# Available records
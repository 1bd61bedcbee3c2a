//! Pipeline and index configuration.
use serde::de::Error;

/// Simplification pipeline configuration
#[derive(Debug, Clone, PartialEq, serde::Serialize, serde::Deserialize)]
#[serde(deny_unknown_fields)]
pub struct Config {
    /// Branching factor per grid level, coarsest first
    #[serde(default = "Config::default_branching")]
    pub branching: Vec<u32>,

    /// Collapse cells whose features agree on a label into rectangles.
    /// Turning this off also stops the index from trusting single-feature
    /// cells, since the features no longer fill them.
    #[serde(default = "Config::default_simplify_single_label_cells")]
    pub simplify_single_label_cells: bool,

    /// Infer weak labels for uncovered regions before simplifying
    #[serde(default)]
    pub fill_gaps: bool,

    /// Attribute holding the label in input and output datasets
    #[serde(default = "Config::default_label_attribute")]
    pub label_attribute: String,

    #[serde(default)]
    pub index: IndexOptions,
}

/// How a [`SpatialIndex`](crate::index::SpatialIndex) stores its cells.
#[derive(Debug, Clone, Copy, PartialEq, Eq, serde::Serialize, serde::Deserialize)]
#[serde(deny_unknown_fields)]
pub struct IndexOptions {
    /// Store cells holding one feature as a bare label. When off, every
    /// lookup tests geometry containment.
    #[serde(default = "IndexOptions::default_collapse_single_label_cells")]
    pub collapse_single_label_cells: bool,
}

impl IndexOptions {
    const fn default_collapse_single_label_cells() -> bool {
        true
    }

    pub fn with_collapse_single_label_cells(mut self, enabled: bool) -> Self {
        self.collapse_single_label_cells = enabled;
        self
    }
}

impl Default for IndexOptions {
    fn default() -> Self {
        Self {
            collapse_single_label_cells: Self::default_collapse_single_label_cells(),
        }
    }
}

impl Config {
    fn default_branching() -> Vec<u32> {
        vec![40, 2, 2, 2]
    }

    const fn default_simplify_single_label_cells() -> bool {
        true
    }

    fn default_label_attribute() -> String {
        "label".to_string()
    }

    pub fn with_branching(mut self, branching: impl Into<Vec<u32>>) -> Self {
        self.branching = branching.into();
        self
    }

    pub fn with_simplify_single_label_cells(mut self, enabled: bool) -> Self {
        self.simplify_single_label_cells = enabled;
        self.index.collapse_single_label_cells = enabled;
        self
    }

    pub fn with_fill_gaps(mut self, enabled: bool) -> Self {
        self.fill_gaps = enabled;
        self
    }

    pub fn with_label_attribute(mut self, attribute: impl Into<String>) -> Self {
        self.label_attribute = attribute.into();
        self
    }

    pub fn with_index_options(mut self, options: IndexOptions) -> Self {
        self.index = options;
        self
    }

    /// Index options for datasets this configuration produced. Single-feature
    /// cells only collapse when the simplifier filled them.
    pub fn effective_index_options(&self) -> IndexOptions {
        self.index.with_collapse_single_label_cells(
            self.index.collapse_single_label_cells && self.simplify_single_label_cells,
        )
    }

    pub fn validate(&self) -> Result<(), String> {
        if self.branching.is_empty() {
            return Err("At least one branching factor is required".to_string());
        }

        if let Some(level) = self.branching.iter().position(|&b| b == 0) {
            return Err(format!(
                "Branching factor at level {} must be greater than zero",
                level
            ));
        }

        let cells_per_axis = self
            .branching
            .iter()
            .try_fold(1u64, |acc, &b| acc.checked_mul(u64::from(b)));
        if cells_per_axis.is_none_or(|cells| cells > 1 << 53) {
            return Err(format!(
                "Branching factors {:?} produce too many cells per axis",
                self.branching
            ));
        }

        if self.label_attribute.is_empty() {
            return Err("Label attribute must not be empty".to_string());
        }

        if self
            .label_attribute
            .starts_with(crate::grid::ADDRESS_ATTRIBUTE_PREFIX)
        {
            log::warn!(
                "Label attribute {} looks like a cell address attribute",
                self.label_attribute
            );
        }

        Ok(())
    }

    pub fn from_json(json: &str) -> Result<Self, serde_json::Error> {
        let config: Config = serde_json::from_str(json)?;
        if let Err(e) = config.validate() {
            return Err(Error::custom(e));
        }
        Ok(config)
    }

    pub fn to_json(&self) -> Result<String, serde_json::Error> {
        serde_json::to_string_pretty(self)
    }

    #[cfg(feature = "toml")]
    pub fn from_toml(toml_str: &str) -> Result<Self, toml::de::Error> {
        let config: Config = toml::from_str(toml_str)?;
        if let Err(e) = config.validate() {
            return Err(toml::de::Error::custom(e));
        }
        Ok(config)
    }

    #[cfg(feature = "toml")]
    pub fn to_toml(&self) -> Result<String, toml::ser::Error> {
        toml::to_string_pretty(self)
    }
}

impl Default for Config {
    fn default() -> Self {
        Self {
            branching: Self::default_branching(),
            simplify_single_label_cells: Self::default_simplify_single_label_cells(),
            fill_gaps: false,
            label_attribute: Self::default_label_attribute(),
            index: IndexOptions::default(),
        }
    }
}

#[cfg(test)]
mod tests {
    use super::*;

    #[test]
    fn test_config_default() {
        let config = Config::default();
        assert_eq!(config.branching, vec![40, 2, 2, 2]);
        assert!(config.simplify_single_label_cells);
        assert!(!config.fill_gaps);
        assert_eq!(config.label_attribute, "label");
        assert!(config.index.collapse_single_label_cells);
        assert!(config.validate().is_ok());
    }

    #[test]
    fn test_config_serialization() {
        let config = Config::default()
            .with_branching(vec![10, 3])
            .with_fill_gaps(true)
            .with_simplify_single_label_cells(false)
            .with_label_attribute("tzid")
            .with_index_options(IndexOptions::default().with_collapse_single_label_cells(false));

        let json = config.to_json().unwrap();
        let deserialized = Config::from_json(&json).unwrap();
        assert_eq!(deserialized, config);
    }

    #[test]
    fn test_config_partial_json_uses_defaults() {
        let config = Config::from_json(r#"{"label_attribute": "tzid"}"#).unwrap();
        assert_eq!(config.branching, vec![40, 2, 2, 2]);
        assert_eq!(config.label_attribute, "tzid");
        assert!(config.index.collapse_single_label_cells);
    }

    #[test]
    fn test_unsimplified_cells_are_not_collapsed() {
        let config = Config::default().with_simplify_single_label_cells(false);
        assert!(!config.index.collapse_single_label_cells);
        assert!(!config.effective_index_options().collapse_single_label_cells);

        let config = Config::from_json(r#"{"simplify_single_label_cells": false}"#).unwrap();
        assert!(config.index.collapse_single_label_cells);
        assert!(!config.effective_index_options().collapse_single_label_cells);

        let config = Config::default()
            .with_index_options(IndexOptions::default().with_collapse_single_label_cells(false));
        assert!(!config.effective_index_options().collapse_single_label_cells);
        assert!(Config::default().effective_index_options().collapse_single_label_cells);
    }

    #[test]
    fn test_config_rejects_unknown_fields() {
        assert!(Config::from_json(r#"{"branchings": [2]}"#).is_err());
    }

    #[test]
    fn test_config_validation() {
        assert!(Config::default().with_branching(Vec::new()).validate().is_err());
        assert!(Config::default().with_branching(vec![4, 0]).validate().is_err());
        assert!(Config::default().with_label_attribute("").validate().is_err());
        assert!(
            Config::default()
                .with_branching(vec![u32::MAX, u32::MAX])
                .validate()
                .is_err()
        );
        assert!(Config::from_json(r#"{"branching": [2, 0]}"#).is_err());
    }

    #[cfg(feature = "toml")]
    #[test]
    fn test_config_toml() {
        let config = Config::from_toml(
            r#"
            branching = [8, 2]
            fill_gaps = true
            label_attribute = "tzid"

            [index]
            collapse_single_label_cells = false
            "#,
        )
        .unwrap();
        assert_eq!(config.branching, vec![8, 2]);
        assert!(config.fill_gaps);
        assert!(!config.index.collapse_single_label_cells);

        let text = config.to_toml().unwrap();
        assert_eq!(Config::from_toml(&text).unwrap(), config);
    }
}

--

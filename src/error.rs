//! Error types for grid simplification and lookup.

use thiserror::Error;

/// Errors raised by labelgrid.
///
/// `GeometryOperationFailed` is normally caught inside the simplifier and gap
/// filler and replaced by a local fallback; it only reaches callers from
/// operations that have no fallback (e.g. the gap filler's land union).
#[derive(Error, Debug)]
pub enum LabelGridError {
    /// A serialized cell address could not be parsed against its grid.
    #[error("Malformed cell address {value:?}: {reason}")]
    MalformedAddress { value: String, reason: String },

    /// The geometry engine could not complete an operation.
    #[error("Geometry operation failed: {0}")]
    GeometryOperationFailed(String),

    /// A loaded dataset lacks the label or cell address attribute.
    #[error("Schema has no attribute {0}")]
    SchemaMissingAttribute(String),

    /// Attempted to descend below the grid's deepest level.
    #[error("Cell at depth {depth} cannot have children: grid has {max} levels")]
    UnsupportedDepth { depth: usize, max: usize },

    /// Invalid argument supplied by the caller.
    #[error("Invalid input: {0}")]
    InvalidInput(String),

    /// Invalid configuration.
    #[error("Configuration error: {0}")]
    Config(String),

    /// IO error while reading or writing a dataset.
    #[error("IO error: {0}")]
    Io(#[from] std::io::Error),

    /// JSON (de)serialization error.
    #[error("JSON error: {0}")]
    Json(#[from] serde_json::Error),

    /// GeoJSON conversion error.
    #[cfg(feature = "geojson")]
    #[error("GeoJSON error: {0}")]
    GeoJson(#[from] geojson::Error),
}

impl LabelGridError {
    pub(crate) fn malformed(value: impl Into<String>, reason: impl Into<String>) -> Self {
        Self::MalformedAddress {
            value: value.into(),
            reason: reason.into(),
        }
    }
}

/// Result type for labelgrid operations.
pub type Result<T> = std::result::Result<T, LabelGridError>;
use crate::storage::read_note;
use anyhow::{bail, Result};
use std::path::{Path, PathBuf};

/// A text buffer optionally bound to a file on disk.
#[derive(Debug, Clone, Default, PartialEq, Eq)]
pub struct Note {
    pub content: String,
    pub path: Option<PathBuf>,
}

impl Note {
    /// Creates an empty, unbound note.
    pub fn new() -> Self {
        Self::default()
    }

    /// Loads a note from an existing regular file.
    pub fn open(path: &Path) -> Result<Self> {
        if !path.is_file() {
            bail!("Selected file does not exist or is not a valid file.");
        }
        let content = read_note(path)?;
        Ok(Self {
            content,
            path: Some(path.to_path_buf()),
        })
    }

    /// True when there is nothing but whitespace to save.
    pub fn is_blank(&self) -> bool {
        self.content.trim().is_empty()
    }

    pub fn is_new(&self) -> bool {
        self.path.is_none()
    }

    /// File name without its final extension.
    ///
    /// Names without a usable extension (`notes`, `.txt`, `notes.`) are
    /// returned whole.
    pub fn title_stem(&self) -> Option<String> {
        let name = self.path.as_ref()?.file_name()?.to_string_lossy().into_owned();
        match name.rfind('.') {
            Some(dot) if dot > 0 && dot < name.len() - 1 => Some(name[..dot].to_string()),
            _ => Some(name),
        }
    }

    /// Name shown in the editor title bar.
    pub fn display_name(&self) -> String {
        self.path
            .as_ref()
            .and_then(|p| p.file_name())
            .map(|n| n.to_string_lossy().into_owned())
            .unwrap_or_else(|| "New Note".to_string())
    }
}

# Work order
Using the entries above, return exactly the lines from the line with "repository 1bd61bedcbee3c2a" to the line with "pub fn with_collapse_single_label_cells(mut", counting both of those lines.

# Output below
repository 1bd61bedcbee3c2a
//! Pipeline and index configuration.
use serde::de::Error;

/// Simplification pipeline configuration
#[derive(Debug, Clone, PartialEq, serde::Serialize, serde::Deserialize)]
#[serde(deny_unknown_fields)]
pub struct Config {
    /// Branching factor per grid level, coarsest first
    #[serde(default = "Config::default_branching")]
    pub branching: Vec<u32>,

    /// Collapse cells whose features agree on a label into rectangles.
    /// Turning this off also stops the index from trusting single-feature
    /// cells, since the features no longer fill them.
    #[serde(default = "Config::default_simplify_single_label_cells")]
    pub simplify_single_label_cells: bool,

    /// Infer weak labels for uncovered regions before simplifying
    #[serde(default)]
    pub fill_gaps: bool,

    /// Attribute holding the label in input and output datasets
    #[serde(default = "Config::default_label_attribute")]
    pub label_attribute: String,

    #[serde(default)]
    pub index: IndexOptions,
}

/// How a [`SpatialIndex`](crate::index::SpatialIndex) stores its cells.
#[derive(Debug, Clone, Copy, PartialEq, Eq, serde::Serialize, serde::Deserialize)]
#[serde(deny_unknown_fields)]
pub struct IndexOptions {
    /// Store cells holding one feature as a bare label. When off, every
    /// lookup tests geometry containment.
    #[serde(default = "IndexOptions::default_collapse_single_label_cells")]
    pub collapse_single_label_cells: bool,
}

impl IndexOptions {
    const fn default_collapse_single_label_cells() -> bool {
        true
    }

    pub fn with_collapse_single_label_cells(mut self, enabled: bool) -> Self {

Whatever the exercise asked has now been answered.